Diabetes type 1: Treatment, symptoms, advice and help
About diabetes type 1
Type 1 diabetes mellitus is a disorder characterised by the abnormal elevation of blood sugar levels because of deficiency of a hormone called insulin. It leads to a wide array of complications affecting most of the vital organs.
Diabetes type 1: Incidence, age and sex
Type 1 diabetes is usually diagnosed in children and young adults. About 5 to 10 % of all diabetics have type 1 diabetes. There is no sex predilection of this disease.
Signs and symptoms of diabetes type 1: Diagnosis
The most classical symptoms of type 1 diabetes are frequent urination, unusually increased thirst and hunger, weight loss and fatigue. Other features which can point towards a diagnosis are frequent infections, blurred vision, poor wound healing and tingling in the hands and the feet.
The diagnosis of diabetes is confirmed by finding of raised blood sugar levels. An oral glucose tolerance test may be required. Glycosylated haemoglobin or HbA1c is a measure of average blood glucose levels over last three months.
Causes and prevention of diabetes type 1
Diabetes mellitus is caused by the lack of insulin. Insulin is a hormone produced by certain cells called beta cells of the pancreas which is responsible for converting sugar into energy needed for daily life. Type 1 diabetes is caused by the auto-immune destruction of these beta cells, in which body’s own immune cells start attacking the pancreas.
Diabetes type 1: Complications
Diabetes mellitus affects almost every part of the body. Patients with diabetes have two to four times higher risk of heart disease and stroke. It is the leading cause of kidney failure as well as blindness. About 2/3rd of patients with diabetes have some form of nerve damage which sometimes leads to lower limb amputations. Other complications associated with this disease are erectile dysfunction, recurrent skin and urinary infections.

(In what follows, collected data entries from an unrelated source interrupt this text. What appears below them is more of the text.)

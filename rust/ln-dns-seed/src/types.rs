//! Core types shared by the registry, the DNS front end and the peer sources
//!
//! Node identities are secp256k1 public keys in their 33-byte compressed
//! form. A `NodeId` can only be built from a parsed key, so anything stored
//! in the registry has already been through point validation.

use chrono::{DateTime, Utc};
use k256::elliptic_curve::sec1::ToEncodedPoint;
use k256::PublicKey;
use serde::{Serialize, Serializer};
use std::fmt;
use std::net::{IpAddr, Ipv4Addr, Ipv6Addr, SocketAddr};

use crate::crypto::{self, CryptoError};

// =============================================================================
// CONSTANTS
// =============================================================================

/// Well-known Lightning P2P port
pub const DEFAULT_PORT: u16 = 9735;

/// Length of a compressed secp256k1 public key
pub const NODE_ID_LENGTH: usize = 33;

// =============================================================================
// NODE IDENTITY
// =============================================================================

/// Canonical node identity (compressed secp256k1 public key)
#[derive(Clone, Copy, PartialEq, Eq, Hash, PartialOrd, Ord)]
pub struct NodeId([u8; NODE_ID_LENGTH]);

impl NodeId {
    /// Derive the identity from a verified public key
    pub fn from_public_key(key: &PublicKey) -> Self {
        let point = key.to_encoded_point(true);
        let mut bytes = [0u8; NODE_ID_LENGTH];
        bytes.copy_from_slice(point.as_bytes());
        Self(bytes)
    }

    /// Parse a hex-encoded key (compressed or uncompressed) into its canonical identity
    pub fn from_hex(hex_str: &str) -> Result<Self, CryptoError> {
        let key = crypto::public_key_from_hex(hex_str)?;
        Ok(Self::from_public_key(&key))
    }

    /// Compressed key bytes
    pub fn as_bytes(&self) -> &[u8; NODE_ID_LENGTH] {
        &self.0
    }

    /// Canonical lowercase hex form
    pub fn to_hex(&self) -> String {
        hex::encode(self.0)
    }
}

impl fmt::Display for NodeId {
    fn fmt(&self, f: &mut fmt::Formatter<'_>) -> fmt::Result {
        f.write_str(&self.to_hex())
    }
}

impl fmt::Debug for NodeId {
    fn fmt(&self, f: &mut fmt::Formatter<'_>) -> fmt::Result {
        write!(f, "NodeId({})", self.to_hex())
    }
}

impl Serialize for NodeId {
    fn serialize<S: Serializer>(&self, serializer: S) -> Result<S::Ok, S::Error> {
        serializer.serialize_str(&self.to_hex())
    }
}

// =============================================================================
// ADDRESSES
// =============================================================================

/// A reachable peer address. The port is never zero.
#[derive(Debug, Clone, Copy, PartialEq, Eq, Hash, Serialize)]
pub struct PeerAddress(SocketAddr);

impl PeerAddress {
    /// Build an address, rejecting port 0.
    ///
    /// IPv4-mapped IPv6 addresses are folded to plain IPv4.
    pub fn new(ip: IpAddr, port: u16) -> Option<Self> {
        if port == 0 {
            return None;
        }
        Some(Self(SocketAddr::new(ip.to_canonical(), port)))
    }

    /// Parse an IP literal and port
    pub fn parse(ip: &str, port: u16) -> Option<Self> {
        ip.parse::<IpAddr>().ok().and_then(|ip| Self::new(ip, port))
    }

    pub fn ip(&self) -> IpAddr {
        self.0.ip()
    }

    pub fn port(&self) -> u16 {
        self.0.port()
    }

    pub fn ipv4(&self) -> Option<Ipv4Addr> {
        match self.0.ip() {
            IpAddr::V4(v4) => Some(v4),
            IpAddr::V6(_) => None,
        }
    }

    pub fn ipv6(&self) -> Option<Ipv6Addr> {
        match self.0.ip() {
            IpAddr::V4(_) => None,
            IpAddr::V6(v6) => Some(v6),
        }
    }
}

impl fmt::Display for PeerAddress {
    fn fmt(&self, f: &mut fmt::Formatter<'_>) -> fmt::Result {
        self.0.fmt(f)
    }
}

// =============================================================================
// CLASSIFICATION
// =============================================================================

/// Per-peer classification bitfield.
///
/// The same bit values are used by the registry when classifying peers and
/// by the DNS front end when building sample masks, including the `a<mask>`
/// label of SRV queries.
#[derive(Debug, Clone, Copy, PartialEq, Eq, Hash, Default, Serialize)]
pub struct NodeClass(u8);

impl NodeClass {
    /// Peer has at least one IPv6 address
    pub const IPV6: NodeClass = NodeClass(1);

    /// Peer listens on the well-known port on at least one address
    pub const DEFAULT_PORT: NodeClass = NodeClass(1 << 1);

    /// Peer has at least one IPv4 address
    pub const IPV4: NodeClass = NodeClass(1 << 2);

    /// Matches every peer when used as a sample mask
    pub const ANY: NodeClass = NodeClass(0xFF);

    /// Default address-type mask: both address families
    pub const BOTH_FAMILIES: NodeClass = NodeClass(Self::IPV4.0 | Self::IPV6.0);

    pub const fn from_bits(bits: u8) -> Self {
        Self(bits)
    }

    pub const fn bits(self) -> u8 {
        self.0
    }

    /// Compute the classification of an address list from scratch
    pub fn classify(addresses: &[PeerAddress], default_port: u16) -> Self {
        let mut bits = 0u8;
        for addr in addresses {
            bits |= match addr.ip() {
                IpAddr::V4(_) => Self::IPV4.0,
                IpAddr::V6(_) => Self::IPV6.0,
            };
            if addr.port() == default_port {
                bits |= Self::DEFAULT_PORT.0;
            }
        }
        Self(bits)
    }

    /// Whether this classification satisfies a sample mask
    pub fn matches(self, mask: NodeClass) -> bool {
        mask == Self::ANY || self.0 & mask.0 != 0
    }

    pub fn contains(self, other: NodeClass) -> bool {
        self.0 & other.0 == other.0
    }
}

impl std::ops::BitOr for NodeClass {
    type Output = Self;

    fn bitor(self, rhs: Self) -> Self {
        Self(self.0 | rhs.0)
    }
}

// =============================================================================
// PEER RECORD
// =============================================================================

/// Everything the seed knows about one node
#[derive(Debug, Clone, Serialize)]
pub struct PeerRecord {
    /// Canonical identity
    pub id: NodeId,

    /// Known addresses, in the order the source reported them
    pub addresses: Vec<PeerAddress>,

    /// When the record was last written
    pub last_seen: DateTime<Utc>,

    /// Derived from `addresses` on every write
    pub class: NodeClass,
}

impl PeerRecord {
    /// Build a record, classifying its addresses
    pub fn new(id: NodeId, addresses: Vec<PeerAddress>, default_port: u16) -> Self {
        let class = NodeClass::classify(&addresses, default_port);
        Self {
            id,
            addresses,
            last_seen: Utc::now(),
            class,
        }
    }

    pub fn ipv4_addrs(&self) -> impl Iterator<Item = Ipv4Addr> + '_ {
        self.addresses.iter().filter_map(PeerAddress::ipv4)
    }

    pub fn ipv6_addrs(&self) -> impl Iterator<Item = Ipv6Addr> + '_ {
        self.addresses.iter().filter_map(PeerAddress::ipv6)
    }

    /// Port of the first address; used for SRV answers
    pub fn first_port(&self) -> Option<u16> {
        self.addresses.first().map(PeerAddress::port)
    }
}

#[cfg(test)]
pub(crate) mod tests {
    use super::*;
    use k256::ecdsa::SigningKey;

    /// Deterministic test key; `seed` must be non-zero
    pub(crate) fn test_signing_key(seed: u8) -> SigningKey {
        let mut bytes = [0u8; 32];
        bytes[31] = seed;
        bytes[0] = 0x42;
        SigningKey::from_slice(&bytes).unwrap()
    }

    pub(crate) fn test_node_id(seed: u8) -> NodeId {
        let key = test_signing_key(seed);
        NodeId::from_public_key(&PublicKey::from(key.verifying_key()))
    }

    pub(crate) fn addr(s: &str) -> PeerAddress {
        let sock: SocketAddr = s.parse().unwrap();
        PeerAddress::new(sock.ip(), sock.port()).unwrap()
    }

    #[test]
    fn test_node_id_is_compressed_hex() {
        let id = test_node_id(1);
        let hex_str = id.to_hex();
        assert_eq!(hex_str.len(), 66);
        assert!(hex_str.starts_with("02") || hex_str.starts_with("03"));
    }

    #[test]
    fn test_node_id_from_uncompressed_hex_is_canonical() {
        let key = test_signing_key(7);
        let uncompressed = key.verifying_key().to_encoded_point(false);
        let id = NodeId::from_hex(&hex::encode(uncompressed.as_bytes())).unwrap();
        assert_eq!(id, test_node_id(7));
    }

    #[test]
    fn test_node_id_rejects_garbage() {
        assert!(NodeId::from_hex("zz").is_err());
        assert!(NodeId::from_hex(&"02".repeat(10)).is_err());
        // right length, not on the curve
        assert!(NodeId::from_hex(&format!("05{}", "11".repeat(32))).is_err());
    }

    #[test]
    fn test_peer_address_rejects_port_zero() {
        assert!(PeerAddress::parse("10.0.0.1", 0).is_none());
        assert!(PeerAddress::parse("not-an-ip", 9735).is_none());
        assert!(PeerAddress::parse("10.0.0.1", 9735).is_some());
    }

    #[test]
    fn test_peer_address_folds_mapped_ipv4() {
        let a = PeerAddress::parse("::ffff:10.0.0.1", 9735).unwrap();
        assert_eq!(a.ipv4(), Some(Ipv4Addr::new(10, 0, 0, 1)));
        assert!(a.ipv6().is_none());
    }

    #[test]
    fn test_classify() {
        let v4_default = [addr("10.0.0.1:9735")];
        assert_eq!(
            NodeClass::classify(&v4_default, DEFAULT_PORT),
            NodeClass::IPV4 | NodeClass::DEFAULT_PORT
        );

        let v6_other = [addr("[2001:db8::1]:1234")];
        assert_eq!(NodeClass::classify(&v6_other, DEFAULT_PORT), NodeClass::IPV6);

        let both = [addr("10.0.0.1:1234"), addr("[2001:db8::1]:9735")];
        let class = NodeClass::classify(&both, DEFAULT_PORT);
        assert!(class.contains(NodeClass::BOTH_FAMILIES | NodeClass::DEFAULT_PORT));

        assert_eq!(NodeClass::classify(&[], DEFAULT_PORT).bits(), 0);
    }

    #[test]
    fn test_class_matches() {
        let v4 = NodeClass::IPV4;
        assert!(v4.matches(NodeClass::IPV4));
        assert!(v4.matches(NodeClass::BOTH_FAMILIES));
        assert!(!v4.matches(NodeClass::IPV6));
        assert!(v4.matches(NodeClass::ANY));
        assert!(NodeClass::default().matches(NodeClass::ANY));
        assert!(!NodeClass::default().matches(NodeClass::IPV4));
    }

    #[test]
    fn test_record_address_views() {
        let record = PeerRecord::new(
            test_node_id(3),
            vec![addr("[2001:db8::1]:9736"), addr("10.0.0.1:9735")],
            DEFAULT_PORT,
        );
        assert_eq!(record.ipv4_addrs().count(), 1);
        assert_eq!(record.ipv6_addrs().count(), 1);
        assert_eq!(record.first_port(), Some(9736));
    }
}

A very high blood sugar level can lead to potentially life-threatening acute complications like diabetic ketoacidosis.
Diabetes type 1: Treatment
The mainstay of treatment of type 1 diabetes mellitus is insulin which is essential for survival. Insulin is administered by injection given under the skin. There are newer injection devices which make the task of taking insulin simpler, more convenient and almost painless. Insulin pump is also a very convenient device which provides flexibility with meals. In addition, a regulated and well-balanced diet under the supervision of a nutritionist is of utmost importance. Regular physical exercise which involves at least thirty minutes of aerobic exercise is also important.
Self monitoring of blood glucose with commercially available glucose testing devices is very important to maintain good blood glucose control and also to avoid episodes of low blood glucose or hypoglycaemia.